As for my routine, well it no longer exists as I knew it, which in the short-term was tiring, confusing and angst-provoking. I spent a lot of time literally not knowing what to do with myself; realising that I needed to think about my plan for the future, but at the same time not having a sense of what that could/should be. As I came to terms with Dad’s death, I realised that it was going to be the push I needed to move on to the next part of my life. My home no longer felt like home (and technically it won’t belong to my sisters and I until probate goes through, meaning it’s not mine anyway), so moving to a new place appealed to me. I knew that I was moving to a new area, so I decided that a change of career would be in order, too (I’m still working on that part).
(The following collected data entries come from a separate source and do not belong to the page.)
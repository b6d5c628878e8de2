//! Signal Evaluator, Bus Combiner, and `nodeEval` opcode dispatch
//! (spec.md §4.6, §4.8, §4.10).

pub mod bus;
pub mod math;
pub mod node;
pub mod signal;

pub use bus::{combine_event_bus, combine_signal_bus};
pub use node::eval_node;
pub use signal::eval_signal;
The moving process was made a lot easier with the help of my girlfriend, sister and her partner, and after three months I feel settled in my new home. Whilst my new routine isn’t firmly in place, I feel lucky for the support I received and am hopeful for the future.
For those autistic people who aren’t as fortunate as I have been, the support services in place tend to decrease as they get older. One notable exception is Impact Advocacy Service, however. Impact support vulnerable people across West Sussex with learning disabilities, autism, physical disabilities, sensory disabilities and acquired brain injury. Their service ensures that hundreds of vulnerable people are helped to: have a voice in matters that affect their lives; secure their rights; represent their interests; obtain the services they need; find out about and access groups and services in their local communities; and tell the people who make decisions about services that work well and what could be better.
Impact helped me to secure ESA in the past, so I know just how helpful it is to have access to their support. It was as a result of attending one of their self-advocacy groups that I had the idea of starting Aspie Trainers; it is also due to their continued support that I was able to make that idea a reality. Unfortunately, Impact is at risk of having their funding cut by West Sussex County Council. There is currently an online petition to campaign against this, so please sign and share it to ensure that other people like myself get access to help and support when they need it most.